I thought about putting this in the near misses section of the forum except that it wasn't. I planned to do it on the platforms where it would be relatively safe, and I would have a good visual reference. There is no current in the quarry. I left enough air for contingencies, and ended up using it. My buddy was fully briefed on the plan. What I learned from the whole mess was exactly how necessary it is to try out new equipment and techniques in safe waters, and at safe depths. I am sure glad I didn't try it for the first time in the middle of the ocean with an insta-buddy.
This is a great post! Whenever you introduce a new variable to a dive, it's best to do it somewhere familiar and safe, and with someone you know. I try to change one thing at a time . . . if it's a new site, it's a known buddy; if it's an unknown buddy, it's a familiar site and familiar gear.
You also learned another important thing. When shooting a bag, get the whole assembly out in front of you, and keep it there!
Come with me and Peter to the Philippines this fall!
A journal of my open water class (from 2005) can be read here.

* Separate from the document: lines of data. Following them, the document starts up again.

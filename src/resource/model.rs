//! Resource entities
//!
//! Typed snapshots of the JSON returned by the compute, VPC, operation and
//! billing APIs. Every field defaults when absent; 64-bit sizes stay strings
//! because the API encodes them that way.

use crate::yc::client::Api;
use serde::de::DeserializeOwned;
use serde::{Deserialize, Serialize};
use serde_json::Value;
use std::collections::BTreeMap;

pub type Labels = BTreeMap<String, String>;

/// Where a collection lives in the resource hierarchy
#[derive(Debug, Clone, Copy, PartialEq, Eq)]
pub enum Scope {
    /// `folderId` is required and the server accepts a `filter`
    Folder,
    /// Optional `zoneId` query parameter, no server filter
    Zone,
    /// No scoping parameter at all
    Global,
}

/// Endpoint and envelope metadata for an entity type
pub trait Resource: DeserializeOwned + Serialize + Send + 'static {
    const API: Api;
    /// Path segment under the API base URL
    const COLLECTION: &'static str;
    /// Array key in the list envelope
    const LIST_KEY: &'static str;
    /// Object key in the get envelope
    const ITEM_KEY: &'static str;
    const SCOPE: Scope;
    /// Extra query parameters for single-item GETs
    const GET_PARAMS: &'static [(&'static str, &'static str)] = &[];

    fn id(&self) -> &str;
}

macro_rules! resource {
    ($ty:ident, $api:ident, $collection:literal, $list_key:literal, $item_key:literal, $scope:ident) => {
        resource!($ty, $api, $collection, $list_key, $item_key, $scope, &[]);
    };
    ($ty:ident, $api:ident, $collection:literal, $list_key:literal, $item_key:literal, $scope:ident, $params:expr) => {
        impl Resource for $ty {
            const API: Api = Api::$api;
            const COLLECTION: &'static str = $collection;
            const LIST_KEY: &'static str = $list_key;
            const ITEM_KEY: &'static str = $item_key;
            const SCOPE: Scope = Scope::$scope;
            const GET_PARAMS: &'static [(&'static str, &'static str)] = $params;

            fn id(&self) -> &str {
                &self.id
            }
        }
    };
}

Okay, you've heard all our opinions. Want to know what the science is? http://archive.rubicon-foundation.org/
Lake Washington diving: "And I ask myself, 'Why am I here, and is that another 25 cents I just exhaled?"
Try putting a TINY shot of air into the bag so that the bag JUST floats up and gets out of your way, then dress the line, get the reel/spool squared away, open the bottom of the bag, insert reg and let 'er rip.
You were using your primary reg to inflate?
EDIT: or used the tilt method where your spent bubbles inflate the bag but the reg remains in the mouth?
Check youtube for some of the different ways people inflate the bag with varying rates of success. Having the reg actually inside the bag is an easy way to get it entangled. Having excess line is another.
LSS- this is a great skill to have- and an easy one to get wrong. The thing is, is that you can get away with having the 'wrong' technique for a while until it catches you and you're forced in to a rapid ascent and become another statistic. http://www.cmas.ch/downloads/BSAC_Di...eport_2010.pdf
In the UK in 2010, 23 DCI incidents involving rapid ascents with 14% being identified as problems with SMB.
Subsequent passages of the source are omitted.